NEW YORK (VINnews) — NYC Mayor Bill de Blasio issued an apology on Monday for a tweet sent last week that profiled the Jewish community.
The Mayor held a conference call with Orthodox Jewish media outlets on Monday. During the call, he expressed his regret for his poor choice of words.
“I used words I wish I hadn’t used,” said de Blasio. The Mayor said he would like to apologize for his words, but explained that his reaction was due to “a profound sense of the danger, right before my eyes.”
The Mayor’s tweet called out the “Jewish community” for social distancing violations at the large Williamsburg funeral of Rabbi Chaim Mertz, the Tola’as Yaakov Rebbe.
Deblasio reacted by firing off a sharp tweet to the “Jewish community.”
“My message to the Jewish community, and all communities, is this simple: the time for warnings has passed,” wrote the Mayor. “I have instructed the NYPD to proceed immediately to summons or even arrest those who gather in large groups. This is about stopping this disease and saving lives. Period.”Mayor Bill de Blasio✔@NYCMayor
Critics assailed de Blasio for the language in his tweet chiding “the Jewish community” for the actions of members of one sect.

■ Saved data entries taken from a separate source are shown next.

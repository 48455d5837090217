// SPDX-License-Identifier: AGPL-3.0-or-later
//
// Copyright (C) 2026 Relational Network

//! # Confirmation Poller
//!
//! Background task that advances tracked transactions even when no client
//! is polling `GET /transactions/{signature}`.
//!
//! ## Strategy
//!
//! Every `poll_interval` the poller:
//! 1. Refreshes all non-terminal confirmation records against the ledger
//!    (signatures are checked concurrently).
//! 2. Deletes terminal records older than the retention period.
//!
//! ## Shutdown
//!
//! Uses `tokio_util::sync::CancellationToken` for graceful shutdown; the
//! same token stops the HTTP server.

use std::time::Duration;

use tokio_util::sync::CancellationToken;
use tracing::{debug, info, warn};

use super::tracker::ConfirmationTracker;

pub struct ConfirmationPoller {
    tracker: ConfirmationTracker,
    poll_interval: Duration,
    retention: chrono::Duration,
}

impl ConfirmationPoller {
    pub fn new(
        tracker: ConfirmationTracker,
        poll_interval: Duration,
        retention: chrono::Duration,
    ) -> Self {
        Self {
            tracker,
            poll_interval,
            retention,
        }
    }

    /// Run the poller loop until the cancellation token is triggered.
    ///
    /// Should be spawned as a background task:
    /// ```rust,ignore
    /// tokio::spawn(poller.run(shutdown.clone()));
    /// ```
    pub async fn run(self, shutdown: CancellationToken) {
        info!(
            interval_secs = self.poll_interval.as_secs(),
            retention_secs = self.retention.num_seconds(),
            "Confirmation poller starting"
        );

        loop {
            if shutdown.is_cancelled() {
                info!("Confirmation poller shutting down");
                return;
            }

            self.poll_step().await;

            tokio::select! {
                _ = tokio::time::sleep(self.poll_interval) => {},
                _ = shutdown.cancelled() => {
                    info!("Confirmation poller shutting down");
                    return;
                }
            }
        }
    }

    /// One sweep: refresh open records, then purge expired terminal ones.
    async fn poll_step(&self) {
        match self.tracker.refresh_pending().await {
            Ok(summary) if summary.checked > 0 => {
                info!(
                    checked = summary.checked,
                    confirmed = summary.confirmed,
                    failed = summary.failed,
                    errors = summary.errors,
                    "Confirmation poller: refreshed open transactions"
                );
            }
            Ok(_) => {}
            Err(e) => warn!(error = %e, "Confirmation poller: refresh failed"),
        }

        match self.tracker.purge_terminal(self.retention) {
            Ok(0) => {}
            Ok(purged) => debug!(purged, "Confirmation poller: purged settled records"),
            Err(e) => warn!(error = %e, "Confirmation poller: purge failed"),
        }
    }
}
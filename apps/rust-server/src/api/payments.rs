// SPDX-License-Identifier: AGPL-3.0-or-later
//
// Copyright (C) 2026 Relational Network

use axum::{
    extract::{rejection::JsonRejection, State},
    Json,
};

use crate::{
    blockchain::{parse_pubkey, transactions::within, PaymentMethod},
    error::{ApiError, ErrorBody},
    models::{check_direct_amount, PaymentRequest, UnsignedTransactionResponse},
    sale::SaleError,
    state::AppState,
};

/// Build an unsigned fixed-rate payment.
///
/// The payer sends SOL or USDC to the treasury and receives sale tokens at
/// the configured rate in the same transaction.
#[utoipa::path(
    post,
    path = "/api/v1/payments",
    tag = "Payments",
    request_body = PaymentRequest,
    responses(
        (status = 200, description = "Unsigned payment created", body = UnsignedTransactionResponse),
        (status = 400, description = "Invalid request", body = ErrorBody),
        (status = 503, description = "Ledger unavailable", body = ErrorBody)
    )
)]
pub async fn create_payment(
    State(state): State<AppState>,
    payload: Result<Json<PaymentRequest>, JsonRejection>,
) -> Result<Json<UnsignedTransactionResponse>, ApiError> {
    let Json(request) = payload?;
    check_direct_amount(request.amount).map_err(ApiError::bad_request)?;
    let payer = parse_pubkey("publicKey", &request.public_key).map_err(SaleError::from)?;

    let unsigned = within(
        state.config.ledger.build_timeout,
        state.builder.build_payment(&payer, request.payment_method, request.amount),
    )
    .await?;

    let asset = match request.payment_method {
        PaymentMethod::Sol => "SOL",
        PaymentMethod::Usdc => "USDC",
    };
    tracing::info!(payer = %payer, asset, amount = %request.amount, "Payment transaction built");

    Ok(Json(UnsignedTransactionResponse::new(
        unsigned,
        "Transaction created successfully",
    )))
}
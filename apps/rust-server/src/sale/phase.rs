// SPDX-License-Identifier: AGPL-3.0-or-later
//
// Copyright (C) 2026 Relational Network

//! Sale phases and the registry that resolves which one is active.
//!
//! Phase definitions are static for the life of the process. The remaining
//! supply of each phase lives in the [`SupplyLedger`](super::supply::SupplyLedger);
//! a [`SalePhase`] is a point-in-time view joining both.

use std::collections::HashSet;
use std::path::Path;

use chrono::{DateTime, TimeZone, Utc};
use serde::{Deserialize, Serialize};
use utoipa::ToSchema;

use super::amount::Amount;
use super::error::SaleError;

/// Configured sale phase (without mutable supply state).
#[derive(Debug, Clone, PartialEq, Eq, Serialize, Deserialize)]
#[serde(rename_all = "camelCase")]
pub struct PhaseDefinition {
    pub id: String,
    pub name: String,
    #[serde(default)]
    pub description: String,
    /// Price in SOL per token.
    pub unit_price: Amount,
    pub min_purchase: Amount,
    pub max_purchase: Amount,
    pub total_supply: Amount,
    /// Window start (inclusive).
    pub start_time: DateTime<Utc>,
    /// Window end (inclusive).
    pub end_time: DateTime<Utc>,
}

impl PhaseDefinition {
    pub fn contains(&self, now: DateTime<Utc>) -> bool {
        self.start_time <= now && now <= self.end_time
    }

    pub fn status_at(&self, now: DateTime<Utc>) -> PhaseStatus {
        if now < self.start_time {
            PhaseStatus::Upcoming
        } else if now > self.end_time {
            PhaseStatus::Ended
        } else {
            PhaseStatus::Active
        }
    }

    fn overlaps(&self, other: &PhaseDefinition) -> bool {
        self.start_time <= other.end_time && other.start_time <= self.end_time
    }
}

/// Lifecycle of a phase relative to the current time.
#[derive(Debug, Clone, Copy, PartialEq, Eq, Serialize, Deserialize, ToSchema)]
#[serde(rename_all = "lowercase")]
pub enum PhaseStatus {
    Upcoming,
    Active,
    Ended,
}

/// Snapshot of a phase with its current remaining supply.
#[derive(Debug, Clone, PartialEq, Eq, Serialize, Deserialize, ToSchema)]
#[serde(rename_all = "camelCase")]
pub struct SalePhase {
    pub id: String,
    pub name: String,
    pub description: String,
    #[schema(value_type = String, example = "0.00001")]
    pub unit_price: Amount,
    #[schema(value_type = String)]
    pub min_purchase: Amount,
    #[schema(value_type = String)]
    pub max_purchase: Amount,
    #[schema(value_type = String)]
    pub total_supply: Amount,
    #[schema(value_type = String)]
    pub remaining_supply: Amount,
    pub start_time: DateTime<Utc>,
    pub end_time: DateTime<Utc>,
    pub status: PhaseStatus,
}

impl SalePhase {
    pub fn from_definition(
        definition: &PhaseDefinition,
        remaining_supply: Amount,
        now: DateTime<Utc>,
    ) -> Self {
        Self {
            id: definition.id.clone(),
            name: definition.name.clone(),
            description: definition.description.clone(),
            unit_price: definition.unit_price,
            min_purchase: definition.min_purchase,
            max_purchase: definition.max_purchase,
            total_supply: definition.total_supply,
            remaining_supply,
            start_time: definition.start_time,
            end_time: definition.end_time,
            status: definition.status_at(now),
        }
    }

    pub fn contains(&self, now: DateTime<Utc>) -> bool {
        self.start_time <= now && now <= self.end_time
    }
}

/// Ordered, validated set of sale phases.
#[derive(Debug, Clone)]
pub struct PhaseRegistry {
    phases: Vec<PhaseDefinition>,
}

impl PhaseRegistry {
    /// Validate and wrap a list of phase definitions.
    ///
    /// Overlapping windows are accepted; [`PhaseRegistry::active_phase`]
    /// resolves them by list order.
    pub fn new(phases: Vec<PhaseDefinition>) -> Result<Self, SaleError> {
        if phases.is_empty() {
            return Err(SaleError::Validation(
                "At least one sale phase must be configured".to_string(),
            ));
        }

        let mut seen = HashSet::new();
        for phase in &phases {
            if phase.id.trim().is_empty() {
                return Err(SaleError::Validation("Phase id must not be empty".to_string()));
            }
            if !seen.insert(phase.id.as_str()) {
                return Err(SaleError::Validation(format!(
                    "Duplicate phase id: {}",
                    phase.id
                )));
            }
            if phase.start_time > phase.end_time {
                return Err(SaleError::Validation(format!(
                    "Phase {} starts after it ends",
                    phase.id
                )));
            }
            if phase.unit_price.is_zero() {
                return Err(SaleError::Validation(format!(
                    "Phase {} has a zero unit price",
                    phase.id
                )));
            }
            if phase.min_purchase.is_zero() || phase.min_purchase > phase.max_purchase {
                return Err(SaleError::Validation(format!(
                    "Phase {} purchase bounds are invalid",
                    phase.id
                )));
            }
            if phase.total_supply.is_zero() {
                return Err(SaleError::Validation(format!(
                    "Phase {} has no supply",
                    phase.id
                )));
            }
        }

        for (i, a) in phases.iter().enumerate() {
            for b in &phases[i + 1..] {
                if a.overlaps(b) {
                    tracing::warn!(
                        first = %a.id,
                        second = %b.id,
                        "Sale phase windows overlap; the earlier phase in the list wins"
                    );
                }
            }
        }

        Ok(Self { phases })
    }

    /// Load phase definitions from a JSON array on disk.
    pub fn from_json_file(path: &Path) -> Result<Self, SaleError> {
        let data = std::fs::read_to_string(path).map_err(|e| {
            SaleError::Validation(format!("Cannot read phase file {}: {e}", path.display()))
        })?;
        let phases: Vec<PhaseDefinition> = serde_json::from_str(&data).map_err(|e| {
            SaleError::Validation(format!("Invalid phase file {}: {e}", path.display()))
        })?;
        Self::new(phases)
    }

    /// First phase (by list order) whose window contains `now`.
    pub fn active_phase(&self, now: DateTime<Utc>) -> Option<&PhaseDefinition> {
        self.phases.iter().find(|phase| phase.contains(now))
    }

    pub fn get(&self, phase_id: &str) -> Result<&PhaseDefinition, SaleError> {
        self.phases
            .iter()
            .find(|phase| phase.id == phase_id)
            .ok_or_else(|| SaleError::PhaseNotFound(phase_id.to_string()))
    }

    pub fn phases(&self) -> &[PhaseDefinition] {
        &self.phases
    }
}

/// Default three-tier schedule used when no phase file is configured.
pub fn default_phases() -> Vec<PhaseDefinition> {
    fn at(y: i32, m: u32, d: u32, h: u32, min: u32, s: u32) -> DateTime<Utc> {
        Utc.with_ymd_and_hms(y, m, d, h, min, s)
            .single()
            .unwrap_or_default()
    }

    vec![
        PhaseDefinition {
            id: "pre-sale".to_string(),
            name: "Pre-Sale".to_string(),
            description: "Early access for whitelisted addresses".to_string(),
            unit_price: Amount::from_raw(10_000),
            min_purchase: Amount::from_whole(1_000),
            max_purchase: Amount::from_whole(100_000),
            total_supply: Amount::from_whole(1_000_000_000),
            start_time: at(2025, 7, 1, 0, 0, 0),
            end_time: at(2025, 7, 7, 23, 59, 59),
        },
        PhaseDefinition {
            id: "public-sale".to_string(),
            name: "Public Sale".to_string(),
            description: "Open to all participants".to_string(),
            unit_price: Amount::from_raw(15_000),
            min_purchase: Amount::from_whole(100),
            max_purchase: Amount::from_whole(1_000_000),
            total_supply: Amount::from_whole(5_000_000_000),
            start_time: at(2025, 7, 8, 0, 0, 0),
            end_time: at(2025, 7, 15, 23, 59, 59),
        },
        PhaseDefinition {
            id: "final-sale".to_string(),
            name: "Final Sale".to_string(),
            description: "Last chance to participate".to_string(),
            unit_price: Amount::from_raw(20_000),
            min_purchase: Amount::from_whole(10),
            max_purchase: Amount::from_whole(10_000_000),
            total_supply: Amount::from_whole(12_067_600_000),
            start_time: at(2025, 7, 16, 0, 0, 0),
            end_time: at(2025, 7, 23, 23, 59, 59),
        },
    ]
}
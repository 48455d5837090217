// SPDX-License-Identifier: AGPL-3.0-or-later
//
// Copyright (C) 2026 Relational Network

//! Narrow ledger client used by the sale engine.
//!
//! Only four RPC calls are needed: a recent blockhash, account lookups, signature
//! status and raw transaction relay. [`LedgerClient`] keeps the rest of the
//! crate independent of the RPC transport so tests can substitute an
//! in-process ledger.

use std::time::Duration;

use async_trait::async_trait;
use solana_client::client_error::{ClientError, ClientErrorKind};
use solana_client::nonblocking::rpc_client::RpcClient;
use solana_client::rpc_request::RpcError;
use solana_sdk::account::Account;
use solana_sdk::commitment_config::CommitmentConfig;
use solana_sdk::pubkey::Pubkey;
use solana_sdk::signature::Signature;
use solana_sdk::transaction::VersionedTransaction;
use solana_transaction_status::TransactionConfirmationStatus;

use super::types::{CommitmentLevel, LatestBlockhash, LedgerSignatureStatus};

/// Errors that can occur while talking to the ledger.
#[derive(Debug, Clone, thiserror::Error)]
pub enum LedgerError {
    #[error("ledger unavailable: {0}")]
    Unavailable(String),

    #[error("{operation} timed out after {timeout_ms} ms")]
    Timeout { operation: String, timeout_ms: u64 },

    #[error("{0}")]
    InvalidAddress(String),

    #[error("transaction rejected: {0}")]
    Rejected(String),

    #[error("invalid ledger data: {0}")]
    InvalidData(String),

    #[error("instruction building failed for {program}: {reason}")]
    InstructionBuild { program: String, reason: String },
}

impl LedgerError {
    /// Transient failures worth another attempt.
    pub fn is_retryable(&self) -> bool {
        matches!(self, LedgerError::Unavailable(_) | LedgerError::Timeout { .. })
    }

    fn from_client(err: ClientError, sending: bool) -> Self {
        match err.kind() {
            ClientErrorKind::TransactionError(e) => LedgerError::Rejected(e.to_string()),
            ClientErrorKind::SigningError(e) => LedgerError::Rejected(e.to_string()),
            ClientErrorKind::RpcError(RpcError::RpcResponseError { message, .. }) if sending => {
                LedgerError::Rejected(message.clone())
            }
            _ => LedgerError::Unavailable(err.to_string()),
        }
    }
}

/// Read and relay operations against the ledger.
#[async_trait]
pub trait LedgerClient: Send + Sync {
    async fn get_latest_blockhash(&self) -> Result<LatestBlockhash, LedgerError>;

    /// Fetch an account, `None` if it does not exist.
    async fn get_account_info(&self, address: &Pubkey) -> Result<Option<Account>, LedgerError>;

    /// Status of a signature, `None` if the ledger has not seen it.
    ///
    /// Without `search_history` only the node's recent status cache is
    /// consulted, which forgets signatures after a few hundred slots.
    async fn get_signature_status(
        &self,
        signature: &Signature,
        search_history: bool,
    ) -> Result<Option<LedgerSignatureStatus>, LedgerError>;

    /// Relay a fully signed, wire-encoded transaction.
    async fn send_raw_transaction(&self, wire: &[u8]) -> Result<Signature, LedgerError>;
}

/// [`LedgerClient`] backed by the nonblocking Solana JSON-RPC client.
pub struct RpcLedgerClient {
    rpc: RpcClient,
}

impl RpcLedgerClient {
    pub fn new(url: String, timeout: Duration) -> Self {
        Self {
            rpc: RpcClient::new_with_timeout_and_commitment(
                url,
                timeout,
                CommitmentConfig::confirmed(),
            ),
        }
    }

    pub fn url(&self) -> String {
        self.rpc.url()
    }
}

#[async_trait]
impl LedgerClient for RpcLedgerClient {
    async fn get_latest_blockhash(&self) -> Result<LatestBlockhash, LedgerError> {
        let (blockhash, last_valid_block_height) = self
            .rpc
            .get_latest_blockhash_with_commitment(CommitmentConfig::confirmed())
            .await
            .map_err(|e| LedgerError::from_client(e, false))?;
        Ok(LatestBlockhash {
            blockhash,
            last_valid_block_height,
        })
    }

    async fn get_account_info(&self, address: &Pubkey) -> Result<Option<Account>, LedgerError> {
        let response = self
            .rpc
            .get_account_with_commitment(address, CommitmentConfig::confirmed())
            .await
            .map_err(|e| LedgerError::from_client(e, false))?;
        Ok(response.value)
    }

    async fn get_signature_status(
        &self,
        signature: &Signature,
        search_history: bool,
    ) -> Result<Option<LedgerSignatureStatus>, LedgerError> {
        let signatures = [*signature];
        let lookup = if search_history {
            self.rpc.get_signature_statuses_with_history(&signatures).await
        } else {
            self.rpc.get_signature_statuses(&signatures).await
        };
        let response = lookup.map_err(|e| LedgerError::from_client(e, false))?;

        let Some(status) = response.value.into_iter().next().flatten() else {
            return Ok(None);
        };

        let level = match status.confirmation_status {
            Some(TransactionConfirmationStatus::Processed) => CommitmentLevel::Processed,
            Some(TransactionConfirmationStatus::Confirmed) => CommitmentLevel::Confirmed,
            Some(TransactionConfirmationStatus::Finalized) => CommitmentLevel::Finalized,
            // Older nodes omit the field; a rooted slot reports no confirmation count.
            None if status.confirmations.is_none() => CommitmentLevel::Finalized,
            None => CommitmentLevel::Confirmed,
        };

        Ok(Some(LedgerSignatureStatus {
            level,
            err: status.err.map(|e| e.to_string()),
        }))
    }

    async fn send_raw_transaction(&self, wire: &[u8]) -> Result<Signature, LedgerError> {
        let transaction: VersionedTransaction = bincode::deserialize(wire)
            .map_err(|e| LedgerError::InvalidData(format!("undecodable transaction: {e}")))?;
        self.rpc
            .send_transaction(&transaction)
            .await
            .map_err(|e| LedgerError::from_client(e, true))
    }
}
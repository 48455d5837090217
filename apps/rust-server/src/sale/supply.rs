// SPDX-License-Identifier: AGPL-3.0-or-later
//
// Copyright (C) 2026 Relational Network

//! Remaining-supply accounting per sale phase.
//!
//! [`SupplyLedger`] is the only writer of phase supply. A purchase takes a
//! [`ReservationGuard`] before any ledger I/O and either commits it once the
//! transaction is built or lets it go, which hands the amount back. The
//! reservation is persisted together with the decrement, so a crash between
//! the two leaves a record that [`SupplyLedger::recover_stale_reservations`]
//! compensates on the next start.

use std::sync::Arc;

use chrono::Utc;
use uuid::Uuid;

use super::amount::Amount;
use super::error::SaleError;
use super::phase::PhaseDefinition;
use crate::storage::{ReserveOutcome, SaleDatabase, SaleDbResult, StoredReservation};

/// Point-in-time supply of one phase.
#[derive(Debug, Clone, Copy, PartialEq, Eq)]
pub struct SupplySnapshot {
    pub total: Amount,
    pub remaining: Amount,
}

#[derive(Clone)]
pub struct SupplyLedger {
    db: Arc<SaleDatabase>,
}

impl SupplyLedger {
    pub fn new(db: Arc<SaleDatabase>) -> Self {
        Self { db }
    }

    /// Create counters for new phases and reconcile existing ones with the
    /// configured totals.
    pub fn seed(&self, definitions: &[PhaseDefinition]) -> Result<(), SaleError> {
        for phase in definitions {
            let row = self.db.seed_phase(&phase.id, phase.total_supply)?;
            tracing::info!(
                phase_id = %phase.id,
                total = %row.total,
                remaining = %row.remaining,
                "Sale phase supply ready"
            );
        }
        Ok(())
    }

    pub fn snapshot(&self, phase_id: &str) -> Result<SupplySnapshot, SaleError> {
        let row = self
            .db
            .supply(phase_id)?
            .ok_or_else(|| SaleError::PhaseNotFound(phase_id.to_string()))?;
        Ok(SupplySnapshot {
            total: row.total,
            remaining: row.remaining,
        })
    }

    /// Counters for every configured phase, in schedule order.
    pub fn snapshots(
        &self,
        definitions: &[PhaseDefinition],
    ) -> Result<Vec<(String, SupplySnapshot)>, SaleError> {
        definitions
            .iter()
            .map(|phase| Ok((phase.id.clone(), self.snapshot(&phase.id)?)))
            .collect()
    }

    /// Atomically take `amount` out of the phase's remaining supply.
    pub fn reserve(&self, phase_id: &str, amount: Amount) -> Result<ReservationGuard, SaleError> {
        if amount.is_zero() {
            return Err(SaleError::Validation("Amount must be positive".to_string()));
        }

        let reservation = StoredReservation {
            id: Uuid::new_v4(),
            phase_id: phase_id.to_string(),
            amount,
            created_at: Utc::now(),
        };

        match self.db.reserve(&reservation)? {
            ReserveOutcome::Reserved => {
                tracing::debug!(
                    reservation_id = %reservation.id,
                    phase_id,
                    %amount,
                    "Supply reserved"
                );
                Ok(ReservationGuard {
                    db: self.db.clone(),
                    id: reservation.id,
                    phase_id: reservation.phase_id,
                    amount,
                    settled: false,
                })
            }
            ReserveOutcome::Insufficient { remaining } => Err(SaleError::InsufficientSupply {
                requested: amount,
                remaining,
            }),
            ReserveOutcome::UnknownPhase => Err(SaleError::PhaseNotFound(phase_id.to_string())),
        }
    }

    /// Release every reservation left behind by an interrupted process.
    ///
    /// Must run before requests are accepted; live reservations are never
    /// older than a single request.
    pub fn recover_stale_reservations(&self) -> Result<usize, SaleError> {
        let stale = self.db.list_reservations()?;
        let mut released = 0;
        for reservation in stale {
            if self.db.release_reservation(reservation.id)? {
                released += 1;
                tracing::warn!(
                    reservation_id = %reservation.id,
                    phase_id = %reservation.phase_id,
                    amount = %reservation.amount,
                    created_at = %reservation.created_at,
                    "Released stale supply reservation"
                );
            }
        }
        Ok(released)
    }
}

/// Supply held for one in-flight purchase.
///
/// Dropping the guard without calling [`ReservationGuard::commit`] releases
/// the reservation.
#[must_use = "dropping a reservation releases it"]
pub struct ReservationGuard {
    db: Arc<SaleDatabase>,
    id: Uuid,
    phase_id: String,
    amount: Amount,
    settled: bool,
}

impl ReservationGuard {
    pub fn id(&self) -> Uuid {
        self.id
    }

    pub fn phase_id(&self) -> &str {
        &self.phase_id
    }

    pub fn amount(&self) -> Amount {
        self.amount
    }

    /// Keep the supply decremented.
    ///
    /// If the write fails the guard stays unsettled and releases on drop.
    pub fn commit(mut self) -> Result<(), SaleError> {
        let outcome = self.db.commit_reservation(self.id);
        self.settle(outcome)?;
        tracing::debug!(reservation_id = %self.id, "Supply reservation committed");
        Ok(())
    }

    /// Give the reserved amount back to the phase.
    pub fn release(mut self) -> Result<(), SaleError> {
        let outcome = self.db.release_reservation(self.id);
        self.settle(outcome)?;
        tracing::debug!(reservation_id = %self.id, "Supply reservation released");
        Ok(())
    }

    fn settle(&mut self, outcome: SaleDbResult<bool>) -> Result<bool, SaleError> {
        let done = outcome?;
        self.settled = true;
        Ok(done)
    }
}

impl Drop for ReservationGuard {
    fn drop(&mut self) {
        if self.settled {
            return;
        }
        match self.db.release_reservation(self.id) {
            Ok(_) => tracing::debug!(
                reservation_id = %self.id,
                phase_id = %self.phase_id,
                "Unsettled supply reservation released"
            ),
            Err(e) => tracing::error!(
                reservation_id = %self.id,
                phase_id = %self.phase_id,
                error = %e,
                "Failed to release supply reservation; it will be recovered on restart"
            ),
        }
    }
}

#[cfg(test)]
mod tests {
    use super::*;
    use crate::sale::phase::default_phases;

    fn ledger_with(phase_id: &str, total: u64) -> (SupplyLedger, tempfile::TempDir) {
        let dir = tempfile::tempdir().unwrap();
        let db = Arc::new(SaleDatabase::open(&dir.path().join("sale.redb")).unwrap());
        db.seed_phase(phase_id, Amount::from_whole(total)).unwrap();
        (SupplyLedger::new(db), dir)
    }

    #[test]
    fn seed_creates_counters_for_every_phase() {
        let dir = tempfile::tempdir().unwrap();
        let db = Arc::new(SaleDatabase::open(&dir.path().join("sale.redb")).unwrap());
        let ledger = SupplyLedger::new(db);
        let phases = default_phases();
        ledger.seed(&phases).unwrap();

        for phase in &phases {
            let snapshot = ledger.snapshot(&phase.id).unwrap();
            assert_eq!(snapshot.remaining, phase.total_supply);
        }
        let all = ledger.snapshots(&phases).unwrap();
        assert_eq!(all.len(), phases.len());
        assert_eq!(all[0].0, phases[0].id);
        assert_eq!(all[0].1.total, phases[0].total_supply);
        assert!(matches!(
            ledger.snapshot("unknown"),
            Err(SaleError::PhaseNotFound(_))
        ));
    }

    #[test]
    fn commit_keeps_supply_and_release_restores_it() {
        let (ledger, _dir) = ledger_with("pre-sale", 1000);

        let guard = ledger.reserve("pre-sale", Amount::from_whole(400)).unwrap();
        assert_eq!(ledger.snapshot("pre-sale").unwrap().remaining, Amount::from_whole(600));
        guard.commit().unwrap();
        assert_eq!(ledger.snapshot("pre-sale").unwrap().remaining, Amount::from_whole(600));

        let guard = ledger.reserve("pre-sale", Amount::from_whole(100)).unwrap();
        guard.release().unwrap();
        assert_eq!(ledger.snapshot("pre-sale").unwrap().remaining, Amount::from_whole(600));
    }

    #[test]
    fn dropping_an_unsettled_guard_releases_supply() {
        let (ledger, _dir) = ledger_with("pre-sale", 1000);
        {
            let _guard = ledger.reserve("pre-sale", Amount::from_whole(250)).unwrap();
            assert_eq!(ledger.snapshot("pre-sale").unwrap().remaining, Amount::from_whole(750));
        }
        assert_eq!(ledger.snapshot("pre-sale").unwrap().remaining, Amount::from_whole(1000));
    }

    #[test]
    fn failed_commit_write_still_releases_on_drop() {
        let (ledger, _dir) = ledger_with("pre-sale", 1000);
        {
            let mut guard = ledger.reserve("pre-sale", Amount::from_whole(300)).unwrap();
            let outcome = Err(crate::storage::SaleDbError::MissingSupply("pre-sale".into()));
            assert!(guard.settle(outcome).is_err());
            assert_eq!(ledger.snapshot("pre-sale").unwrap().remaining, Amount::from_whole(700));
        }
        assert_eq!(ledger.snapshot("pre-sale").unwrap().remaining, Amount::from_whole(1000));
        assert!(ledger.db.list_reservations().unwrap().is_empty());
    }

    #[test]
    fn exhausting_supply_then_one_more() {
        let (ledger, _dir) = ledger_with("pre-sale", 1000);

        ledger
            .reserve("pre-sale", Amount::from_whole(1000))
            .unwrap()
            .commit()
            .unwrap();
        assert!(ledger.snapshot("pre-sale").unwrap().remaining.is_zero());

        let err = ledger.reserve("pre-sale", Amount::from_whole(1)).err().unwrap();
        assert!(matches!(
            err,
            SaleError::InsufficientSupply { remaining, .. } if remaining.is_zero()
        ));
    }

    #[test]
    fn rejects_zero_and_unknown_phase() {
        let (ledger, _dir) = ledger_with("pre-sale", 10);
        assert!(matches!(
            ledger.reserve("pre-sale", Amount::ZERO),
            Err(SaleError::Validation(_))
        ));
        assert!(matches!(
            ledger.reserve("other", Amount::from_whole(1)),
            Err(SaleError::PhaseNotFound(_))
        ));
    }

    #[test]
    fn concurrent_reservations_never_oversubscribe() {
        let (ledger, _dir) = ledger_with("p", 1000);

        let handles: Vec<_> = (0..8)
            .map(|_| {
                let ledger = ledger.clone();
                std::thread::spawn(move || {
                    ledger
                        .reserve("p", Amount::from_whole(300))
                        .and_then(|guard| guard.commit())
                        .is_ok()
                })
            })
            .collect();

        let successes = handles
            .into_iter()
            .map(|h| h.join().unwrap())
            .filter(|ok| *ok)
            .count();

        assert_eq!(successes, 3);
        assert_eq!(ledger.snapshot("p").unwrap().remaining, Amount::from_whole(100));
    }

    #[test]
    fn stale_reservations_are_recovered() {
        let dir = tempfile::tempdir().unwrap();
        let path = dir.path().join("sale.redb");
        {
            // A reservation persisted by a process that died before settling it
            let db = SaleDatabase::open(&path).unwrap();
            db.seed_phase("p", Amount::from_whole(50)).unwrap();
            let outcome = db
                .reserve(&StoredReservation {
                    id: Uuid::new_v4(),
                    phase_id: "p".to_string(),
                    amount: Amount::from_whole(20),
                    created_at: Utc::now(),
                })
                .unwrap();
            assert_eq!(outcome, ReserveOutcome::Reserved);
        }

        let db = Arc::new(SaleDatabase::open(&path).unwrap());
        let ledger = SupplyLedger::new(db);
        assert_eq!(ledger.snapshot("p").unwrap().remaining, Amount::from_whole(30));
        assert_eq!(ledger.recover_stale_reservations().unwrap(), 1);
        assert_eq!(ledger.snapshot("p").unwrap().remaining, Amount::from_whole(50));
        assert_eq!(ledger.recover_stale_reservations().unwrap(), 0);
    }
}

World Jewish Congress President Ronald S. Lauder said Wednesday he was recommending that the group formally censure de Blasio.
“I agree with the Mayor that social distancing is vitally important — and last night’s gathering was not appropriate,” Lauder said in a statement. “But to blame the entire Jewish community is the type of stereotyping that is dangerous and unacceptable at any time, and particularly pernicious while the world is gripped in fear and the worst among us are looking for scapegoats.”
Anti-Defamation League CEO Jonathan Greenblatt tweeted that generalizing about the whole Jewish population of New York City “is outrageous especially when so many are scapegoating Jews.”
Others noted the crowds that gathered earlier Tuesday to watch a flyover by the Navy’s Blue Angels and the Air Force’s Thunderbirds to honor health-care workers.
“Only bigots have a problem when a few 100 Hasidim do what thousands of people in the same city have done the same day (not social distance).” the Orthodox Jewish Public Affairs Council tweeted.
De Blasio first offered a half apology on Wednesday, saying that he was sorry if his words hurt anyone’s feelings but he didn’t regret calling out what he characterized as a dangerous violation of social distancing rules.
“If you saw anger and frustration, you’re right. I spoke out of real distress,” the mayor said. “It’s not like people gathering in the park. This was thousands of people,” he said. “What I saw, I have not seen anywhere else.”
But it wasn’t until Monday that the Mayor fully apologized for speaking out against the entire Jewish community unjustifiably.